De l’ouragan Sandy à notre printemps polaire, des volcans aux tornades, en passant par les inondations, le climat ne cesse de faire la Une des journaux. Alors subissons-nous un simple printemps « pourri » et donc passager ? Où sommes-nous en train de vivre le début d’une véritable mutation climatique ?

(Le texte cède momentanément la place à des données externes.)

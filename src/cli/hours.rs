use std::path::Path;

use anyhow::Result;
use chrono::NaiveDate;
use serde::{Deserialize, Serialize};

use super::{parse_date, OutputFormat};
use crate::engine::resolve_window;
use crate::models::{Office, WindowSource};

/// Response from a working-hours query
#[derive(Debug, Serialize, Deserialize)]
pub struct HoursResponse {
    pub office: String,
    pub date: NaiveDate,
    pub source: WindowSource,
    pub info: Option<String>,
}

impl std::fmt::Display for HoursResponse {
    fn fmt(&self, f: &mut std::fmt::Formatter<'_>) -> std::fmt::Result {
        write!(
            f,
            "{} on {}: {}",
            self.office,
            self.date.format("%a %Y-%m-%d"),
            self.info.as_deref().unwrap_or("Closed")
        )?;
        if self.source == WindowSource::Special {
            write!(f, " [special day]")?;
        }
        Ok(())
    }
}

/// Show the effective opening hours of an office on a date.
pub fn run_hours(office_path: &Path, date: &str, format: OutputFormat) -> Result<()> {
    let office = Office::load(office_path)?;
    let date = parse_date(date)?;
    let window = resolve_window(&office, date);

    let response = HoursResponse {
        office: office.name,
        date,
        source: window.source,
        info: window.info,
    };
    format.print(&response);
    Ok(())
}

« La météo c’est ce à quoi on s’attend, le climat c’est ce que nous obtenons… » Rien de plus actuel que cette pensée amusée de l’écrivain de science-fiction Robert A. Heinlein. Car depuis plusieurs mois, le moins que l’on puisse dire est que le climat ne cesse de faire la Une des journaux. Depuis la vague de froid en Russie et en Europe centrale cet hiver, avec plus de deux cents morts et jusqu’à un record homologué de -71,2°C en Sibérie, les inondations et glissements de terrain provoqués par des pluies diluviennes au proche-Orient, en Allemagne, en Autriche et en République tchèque, dont par exemple des inondations à Passau en Allemagne non répertoriées depuis cinq cents ans, et nécessitant parfois des dizaines de milliers d’évacuations, l’ouragan Sandy qui a mis les Etats-Unis en alerte rouge et provoqué cinquante milliards de dollars de dégâts, la chaleur en Australie où il a fait si chaud que le Bureau national de météorologie a dû ajouter une nouvelle couleur à ses cartes pour des températures supérieures à 50°C, les impressionnantes tornades – d’ailleurs plus proches de cyclones – qui ont dévasté l’Oklahoma aux Etats-Unis, les volcans en éruptions et les tremblements de terre à répétition sur l’ensemble de la fameuse « ceinture de feu », jusqu’à notre printemps français dans le froid et les précipitations.
Une fonte record des glaces de l’Arctique
Pendant ce temps, le compte rendu annuel de l’Organisation météorologique mondiale (OMM) soulignait que l’année 2012 était au 9e rang des années les plus chaudes jamais observées depuis le début des relevés en 1850. Et ajoute que « la fonte record des glaces de l’Arctique en aout-septembre (chiffre inférieur de 18 % au précédent minimum record enregistré en 2007 de 4,18 millions de km2) est également un signe inquiétant du changement climatique ». Alors que le rapport Global Estimates nous informait que les événements climatiques et météorologiques extrêmes – inondations, moussons, cyclones, tempêtes – avaient conduit en 2012 au déplacement de 32,4 millions de personnes dans 82 pays, soit deux fois plus qu’en 2011.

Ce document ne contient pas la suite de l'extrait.